A great deal of Mr. Baker’s writing in all his books has been concerned with the disasters that follow when man forgets that he is not the world’s master, but one of many tenants. The tenants are animate and inanimate—or so we chose to call them, though the animation of a tree is an inescapable thing, and some trees take on the proportions of majestic personality. But, call them what we may, the further we go into the matter the more deeply we apprehend that men and trees, grass and birds, the beasts of the field and all living things are held in a balance that may not lightly be disturbed . . . . . We find in this book some truly terrifying pictures of man flying in the face of Nature, ruthlessly uprooting and burning the very stuff that holds the world together: and no less terrible pictures of Nature making her implacable reply. Man strips the forests of China: Nature swirls away in the Yellow River every year 2,500,000 tons of the soil on which man might live. Man strips the western prairies to the bone; Nature hands him a dust bowl . . . . . When improvidence goes so far that one edition of an American newspaper consumes twenty-four acres of forest, it is not difficult to imagine a too-near time when the plight of those Negroes (a tragedy on the Gold Coast) shall be the plight of millions of mankind. Only knowledge, implementing a rational co-operation with Nature, can avert such a disaster; and I am not aware of any writer today who spreads that knowledge more fruitfully than Mr. St. Barbe Baker” (Howard Spring). 

A distinguished engineer some twelve years ago, warned America that unless something drastic and immediate was done to prevent the squandering of the soil, that America had not another 100 years before it of virile national existence. Another authority as late as 1946 pointed out that one-eighth of the crop land of the U.S.A. had been ruined by erosion, another eighth almost ruined, on a further quarter erosion is at work, and that in 100 years from now the United States will not be able to sustain a living man. 

Mr. St. Barbe Baker says: 

“The red lights are against us in our reckless career. To continue to rape the earth and fight for dwindling supplies of food and timber, spells destruction . . . . . Let us remember that the empires of Babylon, Syria, Persia and Carthage were destroyed by the advance of floods and deserts caused by the increasing clearing of forests for farmland.”

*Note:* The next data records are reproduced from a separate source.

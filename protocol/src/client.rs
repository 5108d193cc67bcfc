//! Wire shapes for the local client socket (line-delimited JSON).

use serde::{Deserialize, Serialize};
use serde_json::Value;

/// The closed vocabulary of command types a client may submit.
///
/// Unknown strings fail to deserialize, which the router turns into a
/// structural validation error rather than a silent pass-through.
#[derive(Debug, Clone, Copy, PartialEq, Eq, Hash, Serialize, Deserialize)]
#[serde(rename_all = "snake_case")]
pub enum CommandType {
    // navigation
    Navigate,
    Open,
    Back,
    Forward,
    Reload,
    Close,
    // snapshot
    Snapshot,
    // element interactions
    Click,
    Dblclick,
    Fill,
    Type,
    Press,
    Hover,
    Focus,
    Check,
    Uncheck,
    Select,
    // scroll
    Scroll,
    Scrollintoview,
    // queries
    Get,
    Is,
    Find,
    // advanced
    Drag,
    Upload,
    Mouse,
    Wait,
    // tab management
    Tab,
    TabNew,
    TabClose,
    TabSwitch,
    TabList,
    // capture
    Screenshot,
    Pdf,
    // scripting
    Eval,
}

impl CommandType {
    /// Whether this type belongs to the `tab_*` family that collapses to a
    /// single extension-facing `tab` command with an `action` subfield.
    pub fn is_tab_family(self) -> bool {
        matches!(
            self,
            Self::TabNew | Self::TabClose | Self::TabSwitch | Self::TabList
        )
    }

    /// The snake_case wire string for this variant, as sent to the
    /// extension channel (same spelling serde would produce, exposed
    /// directly so the router can build extension-facing command shapes
    /// without round-tripping through `serde_json::Value`).
    pub fn wire_str(self) -> &'static str {
        match self {
            Self::Navigate => "navigate",
            Self::Open => "open",
            Self::Back => "back",
            Self::Forward => "forward",
            Self::Reload => "reload",
            Self::Close => "close",
            Self::Snapshot => "snapshot",
            Self::Click => "click",
            Self::Dblclick => "dblclick",
            Self::Fill => "fill",
            Self::Type => "type",
            Self::Press => "press",
            Self::Hover => "hover",
            Self::Focus => "focus",
            Self::Check => "check",
            Self::Uncheck => "uncheck",
            Self::Select => "select",
            Self::Scroll => "scroll",
            Self::Scrollintoview => "scrollintoview",
            Self::Get => "get",
            Self::Is => "is",
            Self::Find => "find",
            Self::Drag => "drag",
            Self::Upload => "upload",
            Self::Mouse => "mouse",
            Self::Wait => "wait",
            Self::Tab => "tab",
            Self::TabNew => "tab_new",
            Self::TabClose => "tab_close",
            Self::TabSwitch => "tab_switch",
            Self::TabList => "tab_list",
            Self::Screenshot => "screenshot",
            Self::Pdf => "pdf",
            Self::Eval => "eval",
        }
    }
}

/// A client-submitted command, addressed to a single session.
#[derive(Debug, Clone, Serialize, Deserialize)]
#[serde(rename_all = "camelCase")]
pub struct Command {
    pub id: String,
    pub session_id: String,
    #[serde(rename = "type")]
    pub command_type: CommandType,
    #[serde(default)]
    pub params: Option<Value>,
    pub timestamp: String,
}

/// The terminal outcome of a command, reported back to the client.
#[derive(Debug, Clone, Serialize, Deserialize, PartialEq)]
pub struct CommandResponse {
    pub id: String,
    pub success: bool,
    #[serde(default, skip_serializing_if = "Option::is_none")]
    pub data: Option<Value>,
    #[serde(default, skip_serializing_if = "Option::is_none")]
    pub error: Option<String>,
}

impl CommandResponse {
    pub fn ok(id: impl Into<String>, data: Option<Value>) -> Self {
        Self {
            id: id.into(),
            success: true,
            data,
            error: None,
        }
    }

    pub fn failed(id: impl Into<String>, error: impl Into<String>) -> Self {
        Self {
            id: id.into(),
            success: false,
            data: None,
            error: Some(error.into()),
        }
    }
}

/// A request from a local client, keyed by `type` with the payload carried
/// adjacently under `payload` — matches the envelope `{type, payload?}`.
#[derive(Debug, Clone, Serialize, Deserialize)]
#[serde(tag = "type", content = "payload", rename_all = "snake_case")]
pub enum ClientRequest {
    Ping,
    Command(Command),
    GetEndpoint,
    RegisterExtension,
    /// Supplemental: list all known sessions and their states.
    ListSessions,
    /// Supplemental: explicitly close a session.
    CloseSession { session_id: String },
}

/// A reply from the daemon to a local client.
#[derive(Debug, Clone, Serialize, Deserialize)]
#[serde(tag = "type", content = "payload", rename_all = "snake_case")]
pub enum ClientResponse {
    Pong,
    Response(CommandResponse),
    Endpoint {
        ip: String,
        port: u16,
    },
    #[serde(rename_all = "camelCase")]
    Registration {
        session_id: String,
        ip: String,
        port: u16,
    },
    SessionList(Vec<SessionSummary>),
    Error { message: String },
}

/// A point-in-time view of a session, for `list_sessions` and diagnostics.
#[derive(Debug, Clone, Serialize, Deserialize, PartialEq)]
#[serde(rename_all = "camelCase")]
pub struct SessionSummary {
    pub id: String,
    pub name: String,
    pub state: String,
    pub created_at_unix_ms: u64,
}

Much more to the same effect could be quoted, but what has been given is sufficient, not only to emphasize the extreme importance that must be attached to trees in their influence upon climate, soil and fertility, but to reveal once more to our wondering eyes, how completely abreast of the times is the Word of the living God. He knew what man is but now learning through centuries of folly for food or ill man’s destiny was intimately associated with trees. 

When the great day of the Lord shall come and judgment is about to fall on the earth we read: 

“Hurt not the earth, neither the sea, nor the trees, till we have sealed the servants of our God in their foreheads” (Rev. vii. 3). 

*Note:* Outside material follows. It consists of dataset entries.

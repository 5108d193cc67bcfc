//! Host-messaging query mode.
//!
//! Invoked as a short-lived child process by the browser's native
//! messaging host. Reads one length-prefixed JSON request from stdin,
//! forwards it to the already-running daemon over the local client
//! socket, and writes exactly one length-prefixed JSON reply to stdout.
//! The caller maps the `Result` here to an exit code and a single
//! output frame so a transport failure and an application-level error
//! both still produce the one reply the protocol promises.

use std::path::Path;

use serde_json::{json, Value};
use tokio::io::BufReader;
use tokio::net::UnixStream;

use browserd_protocol::codec::{self};
use browserd_protocol::{ClientRequest, ClientResponse};

/// Runs the query, returning the JSON payload to write on success or a
/// plain error message to wrap in `{"error": ...}` on failure.
pub async fn run(socket_path: &Path) -> Result<Value, String> {
    let mut stdin = tokio::io::stdin();
    let request: Value = codec::read_len_prefixed_frame(&mut stdin)
        .await
        .map_err(|e| format!("reading request from stdin: {e}"))?
        .ok_or_else(|| "no request received on stdin".to_string())?;

    let client_request = match request.get("type").and_then(Value::as_str) {
        Some("register_extension") => ClientRequest::RegisterExtension,
        Some("get_endpoint") | None => ClientRequest::GetEndpoint,
        Some(other) => return Err(format!("unsupported query mode request type: {other}")),
    };

    let stream = UnixStream::connect(socket_path)
        .await
        .map_err(|e| format!("connecting to daemon socket {}: {e}", socket_path.display()))?;
    let (read_half, mut write_half) = stream.into_split();
    let mut reader = BufReader::new(read_half);

    codec::write_line_frame(&mut write_half, &client_request)
        .await
        .map_err(|e| format!("sending request to daemon: {e}"))?;

    let response: ClientResponse = codec::read_line_frame(&mut reader)
        .await
        .map_err(|e| format!("reading daemon reply: {e}"))?
        .ok_or_else(|| "daemon closed the connection without replying".to_string())?;

    match response {
        ClientResponse::Endpoint { ip, port } => Ok(json!({"ip": ip, "port": port})),
        ClientResponse::Registration { session_id, ip, port } => {
            Ok(json!({"ip": ip, "port": port, "sessionId": session_id}))
        }
        ClientResponse::Error { message } => Err(message),
        other => Err(format!("unexpected daemon response: {other:?}")),
    }
}
//! Local client server.
//!
//! Unix domain socket, one request/response per connection: read exactly
//! one line-delimited frame, dispatch, write exactly one reply, close.
//! Stale socket files are removed before binding and permissions are
//! tightened to 0700 so only the owning user can connect.

use std::path::{Path, PathBuf};
use std::sync::Arc;
use std::time::{SystemTime, UNIX_EPOCH};

use tokio::net::{UnixListener, UnixStream};
use tokio_util::sync::CancellationToken;
use tracing::{debug, info, warn};

use browserd_protocol::codec::{self, CodecError};
use browserd_protocol::{ClientRequest, ClientResponse, SessionSummary};

use crate::router::Router;
use crate::session::{SessionRegistry, SessionState};

pub struct ClientServer {
    socket_path: PathBuf,
    registry: Arc<SessionRegistry>,
    router: Arc<Router>,
    ws_port: u16,
}

impl ClientServer {
    pub fn new(
        socket_path: PathBuf,
        registry: Arc<SessionRegistry>,
        router: Arc<Router>,
        ws_port: u16,
    ) -> Arc<Self> {
        Arc::new(Self { socket_path, registry, router, ws_port })
    }

    pub async fn run(self: Arc<Self>, shutdown: CancellationToken) -> std::io::Result<()> {
        ensure_parent_dir(&self.socket_path)?;
        let _ = std::fs::remove_file(&self.socket_path);

        let listener = UnixListener::bind(&self.socket_path)?;
        set_socket_permissions(&self.socket_path)?;
        info!(path = %self.socket_path.display(), "local client socket listening");

        loop {
            tokio::select! {
                _ = shutdown.cancelled() => {
                    info!("local client accept loop stopping");
                    break;
                }
                accepted = listener.accept() => {
                    let (stream, _) = accepted?;
                    let server = Arc::clone(&self);
                    tokio::spawn(async move {
                        server.handle_connection(stream).await;
                    });
                }
            }
        }

        let _ = std::fs::remove_file(&self.socket_path);
        Ok(())
    }

    async fn handle_connection(&self, stream: UnixStream) {
        let (read_half, mut writer) = stream.into_split();
        let mut reader = tokio::io::BufReader::new(read_half);

        let request = match codec::read_line_frame::<_, ClientRequest>(&mut reader).await {
            Ok(Some(request)) => request,
            Ok(None) => return,
            Err(err) => {
                let _ = codec::write_line_frame(
                    &mut writer,
                    &ClientResponse::Error { message: format_protocol_error(&err) },
                )
                .await;
                return;
            }
        };

        let response = self.dispatch(request).await;
        if let Err(err) = codec::write_line_frame(&mut writer, &response).await {
            debug!(%err, "failed to write client response");
        }
    }

    async fn dispatch(&self, request: ClientRequest) -> ClientResponse {
        match request {
            ClientRequest::Ping => ClientResponse::Pong,

            ClientRequest::Command(command) => {
                let response = self.router.submit_command(command).await;
                ClientResponse::Response(response)
            }

            ClientRequest::GetEndpoint => ClientResponse::Endpoint {
                ip: "127.0.0.1".to_string(),
                port: self.ws_port,
            },

            ClientRequest::RegisterExtension => {
                let session = self.create_or_reuse_awaiting().await;
                ClientResponse::Registration {
                    session_id: session.id,
                    ip: "127.0.0.1".to_string(),
                    port: self.ws_port,
                }
            }

            ClientRequest::ListSessions => {
                let sessions = self
                    .registry
                    .list_all()
                    .await
                    .into_iter()
                    .map(|s| SessionSummary {
                        id: s.id,
                        name: s.name.unwrap_or_default(),
                        state: s.state.as_str().to_string(),
                        created_at_unix_ms: s.created_at_unix_ms,
                    })
                    .collect();
                ClientResponse::SessionList(sessions)
            }

            ClientRequest::CloseSession { session_id } => {
                // Drain the session's commands before flipping its state so
                // the terminal `closed` state is the last write. Using
                // `handle_extension_disconnected` here would reset the state
                // to `disconnected` right after `close()` sets it, making a
                // closed session look reattachable again.
                self.router.handle_session_closing(&session_id).await;
                match self.registry.close(&session_id).await {
                    Ok(()) => ClientResponse::Pong,
                    Err(_) => ClientResponse::Error { message: "Session not found".to_string() },
                }
            }
        }
    }

    async fn create_or_reuse_awaiting(&self) -> crate::session::Session {
        if let Some(existing) = self.registry.list_awaiting_extension().await.into_iter().next() {
            return existing;
        }
        let now_ms = now_unix_ms();
        let session = self
            .registry
            .create(Some(format!("pending-{now_ms}")), now_ms)
            .await;
        let _ = self.registry.set_state(&session.id, SessionState::AwaitingExtension).await;
        session
    }
}

fn format_protocol_error(err: &CodecError) -> String {
    match err {
        CodecError::FrameTooLarge(_) => "frame too large".to_string(),
        CodecError::InvalidUtf8 => "invalid utf-8 in frame".to_string(),
        CodecError::InvalidJson(_) => "malformed request".to_string(),
        CodecError::Eof | CodecError::Io(_) => "i/o error".to_string(),
    }
}

fn ensure_parent_dir(path: &Path) -> std::io::Result<()> {
    if let Some(parent) = path.parent() {
        std::fs::create_dir_all(parent)?;
    }
    Ok(())
}

#[cfg(unix)]
fn set_socket_permissions(path: &Path) -> std::io::Result<()> {
    use std::os::unix::fs::PermissionsExt;
    std::fs::set_permissions(path, std::fs::Permissions::from_mode(0o700))
}

#[cfg(not(unix))]
fn set_socket_permissions(_path: &Path) -> std::io::Result<()> {
    Ok(())
}

fn now_unix_ms() -> u64 {
    SystemTime::now()
        .duration_since(UNIX_EPOCH)
        .map(|d| d.as_millis() as u64)
        .unwrap_or(0)
}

When the storm breaks, we read: 

“The first angel sounded . . . . . and the third part of trees was burnt up, and all green grass was burnt up” (Rev. viii. 7). 

Again when the bottomless pit is opened and the scourge of supernatural locusts is let loose on the earth, we read: 

“And it was commanded them that they should not hurt the grass of the earth, neither any green thing, neither any tree; but only those men which have not the seal of God in their foreheads” (Rev. ix. 4). 

From whence came this knowledge of the superlative value of trees but from the Lord Himself?

The wisdom of Solomon is proverbial, and it is written that his wisdom excelled that of all the children of the east country and of Egypt, and of what did Solomon speak? 

“And he spake three thousand proverbs, and his sons were a thousand and five, and he spake of trees, from the cedar tree that is in Lebanon even unto the hyssop that springeth out of the wall” (I Kings iv. 29-34). 

The book of Psalms opens with the blessedness of the man that walketh not in the counsel of the ungodly, and says “He shall be like a tree planted by rivers of water” (Psa. i. 3). Jeremiah uses the same figure to describe the man whose hope is in the Lord (Jer. xvii. 8). 

Much has been said by adverse critics of the Bible concerning the barbarity of the wars that are described in its pages, but moderns could learn with profit the humanitarian law of Deut. xx. 19: 

“When thou shalt besiege a city a long time, in making war against it to take it, thou shalt not destroy the trees thereof . . . . . thou shalt not cut them down to employ them in the siege (for the tree of the field is man’s life)” (Deut. xx. 19). 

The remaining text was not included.